## Task details
Your answer should contain every line of the records, transcribed word for word.

*** Material for this task ***

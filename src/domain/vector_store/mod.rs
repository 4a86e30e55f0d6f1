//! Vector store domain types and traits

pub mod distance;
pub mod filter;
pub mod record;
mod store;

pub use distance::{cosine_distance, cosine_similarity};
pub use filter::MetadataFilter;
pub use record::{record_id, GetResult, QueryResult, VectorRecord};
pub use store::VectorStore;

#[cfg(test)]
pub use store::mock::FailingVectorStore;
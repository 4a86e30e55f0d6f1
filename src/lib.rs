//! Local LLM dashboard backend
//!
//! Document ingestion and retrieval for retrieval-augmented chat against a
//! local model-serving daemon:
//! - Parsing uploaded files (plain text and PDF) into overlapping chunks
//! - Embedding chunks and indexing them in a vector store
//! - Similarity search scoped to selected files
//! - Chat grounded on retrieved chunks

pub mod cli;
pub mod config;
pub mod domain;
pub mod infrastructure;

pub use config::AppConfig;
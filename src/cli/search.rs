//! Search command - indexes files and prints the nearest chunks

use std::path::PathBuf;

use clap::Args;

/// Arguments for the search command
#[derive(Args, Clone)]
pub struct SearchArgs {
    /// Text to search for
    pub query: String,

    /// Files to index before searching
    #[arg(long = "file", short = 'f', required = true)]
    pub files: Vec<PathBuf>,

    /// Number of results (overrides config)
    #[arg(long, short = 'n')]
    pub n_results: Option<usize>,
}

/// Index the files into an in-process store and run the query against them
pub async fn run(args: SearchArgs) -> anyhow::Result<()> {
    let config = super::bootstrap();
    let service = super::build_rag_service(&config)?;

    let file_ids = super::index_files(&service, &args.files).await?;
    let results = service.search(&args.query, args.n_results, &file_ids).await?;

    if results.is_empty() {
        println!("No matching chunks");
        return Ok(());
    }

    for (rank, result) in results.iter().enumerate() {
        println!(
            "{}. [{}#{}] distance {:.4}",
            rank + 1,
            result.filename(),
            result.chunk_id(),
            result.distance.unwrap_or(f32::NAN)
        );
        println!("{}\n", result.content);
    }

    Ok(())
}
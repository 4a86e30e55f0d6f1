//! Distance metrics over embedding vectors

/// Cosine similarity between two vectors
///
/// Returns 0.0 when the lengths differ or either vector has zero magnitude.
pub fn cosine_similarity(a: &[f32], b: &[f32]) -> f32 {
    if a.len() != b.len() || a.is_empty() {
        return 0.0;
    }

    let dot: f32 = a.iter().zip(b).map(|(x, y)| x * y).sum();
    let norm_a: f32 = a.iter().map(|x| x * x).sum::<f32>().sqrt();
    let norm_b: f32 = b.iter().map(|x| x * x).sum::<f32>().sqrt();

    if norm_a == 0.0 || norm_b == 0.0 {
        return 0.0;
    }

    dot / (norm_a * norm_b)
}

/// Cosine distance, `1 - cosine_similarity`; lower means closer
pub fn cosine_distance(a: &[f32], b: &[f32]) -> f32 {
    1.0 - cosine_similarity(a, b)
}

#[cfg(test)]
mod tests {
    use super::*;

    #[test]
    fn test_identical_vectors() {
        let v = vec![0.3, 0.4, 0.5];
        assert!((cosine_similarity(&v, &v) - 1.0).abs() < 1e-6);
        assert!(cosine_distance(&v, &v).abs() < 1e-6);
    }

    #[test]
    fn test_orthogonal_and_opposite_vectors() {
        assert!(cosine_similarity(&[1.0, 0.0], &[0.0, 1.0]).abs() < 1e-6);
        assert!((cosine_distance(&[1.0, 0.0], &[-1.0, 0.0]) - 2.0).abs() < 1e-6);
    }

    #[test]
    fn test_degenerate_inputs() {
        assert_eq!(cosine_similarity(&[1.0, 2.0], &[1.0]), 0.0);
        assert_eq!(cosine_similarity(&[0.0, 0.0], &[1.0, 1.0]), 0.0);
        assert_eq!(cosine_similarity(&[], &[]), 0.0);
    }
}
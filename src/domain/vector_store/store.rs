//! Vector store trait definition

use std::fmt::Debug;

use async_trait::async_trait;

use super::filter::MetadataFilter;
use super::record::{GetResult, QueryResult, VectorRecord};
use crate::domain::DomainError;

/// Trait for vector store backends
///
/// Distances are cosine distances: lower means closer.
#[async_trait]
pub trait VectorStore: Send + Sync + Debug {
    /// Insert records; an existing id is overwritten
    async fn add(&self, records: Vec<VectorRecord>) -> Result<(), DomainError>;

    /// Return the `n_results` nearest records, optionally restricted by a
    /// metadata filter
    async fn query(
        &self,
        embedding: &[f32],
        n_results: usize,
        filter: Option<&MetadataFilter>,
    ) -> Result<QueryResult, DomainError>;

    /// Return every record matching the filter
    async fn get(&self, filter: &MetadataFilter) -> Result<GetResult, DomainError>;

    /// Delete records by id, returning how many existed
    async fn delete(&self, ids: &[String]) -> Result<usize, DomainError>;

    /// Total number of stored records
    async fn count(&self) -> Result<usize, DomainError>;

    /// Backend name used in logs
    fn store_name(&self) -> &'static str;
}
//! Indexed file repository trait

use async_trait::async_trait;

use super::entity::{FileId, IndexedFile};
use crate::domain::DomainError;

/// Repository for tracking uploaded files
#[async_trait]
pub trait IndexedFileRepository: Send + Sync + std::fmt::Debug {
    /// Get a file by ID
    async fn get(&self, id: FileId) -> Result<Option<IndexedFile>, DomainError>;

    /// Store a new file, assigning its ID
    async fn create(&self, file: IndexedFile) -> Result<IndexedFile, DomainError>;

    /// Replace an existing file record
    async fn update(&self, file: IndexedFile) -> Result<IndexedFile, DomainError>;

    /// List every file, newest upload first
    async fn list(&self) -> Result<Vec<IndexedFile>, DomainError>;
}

*** End of Material for this task ***

## Final answer
filename src/domain/vector_store/mod.rs
repository 4a86e30e55f0d6f1
//! Vector store domain types and traits

pub mod distance;
pub mod filter;
pub mod record;
mod store;

pub use distance::{cosine_distance, cosine_similarity};
pub use filter::MetadataFilter;
pub use record::{record_id, GetResult, QueryResult, VectorRecord};
pub use store::VectorStore;

#[cfg(test)]
pub use store::mock::FailingVectorStore;
repository 4a86e30e55f0d6f1
filename src/lib.rs
//! Local LLM dashboard backend
//!
//! Document ingestion and retrieval for retrieval-augmented chat against a
//! local model-serving daemon:
//! - Parsing uploaded files (plain text and PDF) into overlapping chunks
//! - Embedding chunks and indexing them in a vector store
//! - Similarity search scoped to selected files
//! - Chat grounded on retrieved chunks

pub mod cli;
pub mod config;
pub mod domain;
pub mod infrastructure;

pub use config::AppConfig;
filename src/cli/search.rs
//! Search command - indexes files and prints the nearest chunks

use std::path::PathBuf;

use clap::Args;

/// Arguments for the search command
#[derive(Args, Clone)]
pub struct SearchArgs {
    /// Text to search for
    pub query: String,

    /// Files to index before searching
    #[arg(long = "file", short = 'f', required = true)]
    pub files: Vec<PathBuf>,

    /// Number of results (overrides config)
    #[arg(long, short = 'n')]
    pub n_results: Option<usize>,
}

/// Index the files into an in-process store and run the query against them
pub async fn run(args: SearchArgs) -> anyhow::Result<()> {
    let config = super::bootstrap();
    let service = super::build_rag_service(&config)?;

    let file_ids = super::index_files(&service, &args.files).await?;
    let results = service.search(&args.query, args.n_results, &file_ids).await?;

    if results.is_empty() {
        println!("No matching chunks");
        return Ok(());
    }

    for (rank, result) in results.iter().enumerate() {
        println!(
            "{}. [{}#{}] distance {:.4}",
            rank + 1,
            result.filename(),
            result.chunk_id(),
            result.distance.unwrap_or(f32::NAN)
        );
        println!("{}\n", result.content);
    }

    Ok(())
}
repository 4a86e30e55f0d6f1
//! Distance metrics over embedding vectors

/// Cosine similarity between two vectors
///
/// Returns 0.0 when the lengths differ or either vector has zero magnitude.
pub fn cosine_similarity(a: &[f32], b: &[f32]) -> f32 {
    if a.len() != b.len() || a.is_empty() {
        return 0.0;
    }

    let dot: f32 = a.iter().zip(b).map(|(x, y)| x * y).sum();
    let norm_a: f32 = a.iter().map(|x| x * x).sum::<f32>().sqrt();
    let norm_b: f32 = b.iter().map(|x| x * x).sum::<f32>().sqrt();

    if norm_a == 0.0 || norm_b == 0.0 {
        return 0.0;
    }

    dot / (norm_a * norm_b)
}

/// Cosine distance, `1 - cosine_similarity`; lower means closer
pub fn cosine_distance(a: &[f32], b: &[f32]) -> f32 {
    1.0 - cosine_similarity(a, b)
}

#[cfg(test)]
mod tests {
    use super::*;

    #[test]
    fn test_identical_vectors() {
        let v = vec![0.3, 0.4, 0.5];
        assert!((cosine_similarity(&v, &v) - 1.0).abs() < 1e-6);
        assert!(cosine_distance(&v, &v).abs() < 1e-6);
    }

    #[test]
    fn test_orthogonal_and_opposite_vectors() {
        assert!(cosine_similarity(&[1.0, 0.0], &[0.0, 1.0]).abs() < 1e-6);
        assert!((cosine_distance(&[1.0, 0.0], &[-1.0, 0.0]) - 2.0).abs() < 1e-6);
    }

    #[test]
    fn test_degenerate_inputs() {
        assert_eq!(cosine_similarity(&[1.0, 2.0], &[1.0]), 0.0);
        assert_eq!(cosine_similarity(&[0.0, 0.0], &[1.0, 1.0]), 0.0);
        assert_eq!(cosine_similarity(&[], &[]), 0.0);
    }
}
filename src/domain/vector_store/store.rs
//! Vector store trait definition

use std::fmt::Debug;

use async_trait::async_trait;

use super::filter::MetadataFilter;
use super::record::{GetResult, QueryResult, VectorRecord};
use crate::domain::DomainError;

/// Trait for vector store backends
///
/// Distances are cosine distances: lower means closer.
#[async_trait]
pub trait VectorStore: Send + Sync + Debug {
    /// Insert records; an existing id is overwritten
    async fn add(&self, records: Vec<VectorRecord>) -> Result<(), DomainError>;

    /// Return the `n_results` nearest records, optionally restricted by a
    /// metadata filter
    async fn query(
        &self,
        embedding: &[f32],
        n_results: usize,
        filter: Option<&MetadataFilter>,
    ) -> Result<QueryResult, DomainError>;

    /// Return every record matching the filter
    async fn get(&self, filter: &MetadataFilter) -> Result<GetResult, DomainError>;

    /// Delete records by id, returning how many existed
    async fn delete(&self, ids: &[String]) -> Result<usize, DomainError>;

    /// Total number of stored records
    async fn count(&self) -> Result<usize, DomainError>;

    /// Backend name used in logs
    fn store_name(&self) -> &'static str;
}
//! Indexed file repository trait

use async_trait::async_trait;

use super::entity::{FileId, IndexedFile};
use crate::domain::DomainError;

/// Repository for tracking uploaded files
#[async_trait]
pub trait IndexedFileRepository: Send + Sync + std::fmt::Debug {
    /// Get a file by ID
    async fn get(&self, id: FileId) -> Result<Option<IndexedFile>, DomainError>;

    /// Store a new file, assigning its ID
    async fn create(&self, file: IndexedFile) -> Result<IndexedFile, DomainError>;

    /// Replace an existing file record
    async fn update(&self, file: IndexedFile) -> Result<IndexedFile, DomainError>;

    /// List every file, newest upload first
    async fn list(&self) -> Result<Vec<IndexedFile>, DomainError>;
}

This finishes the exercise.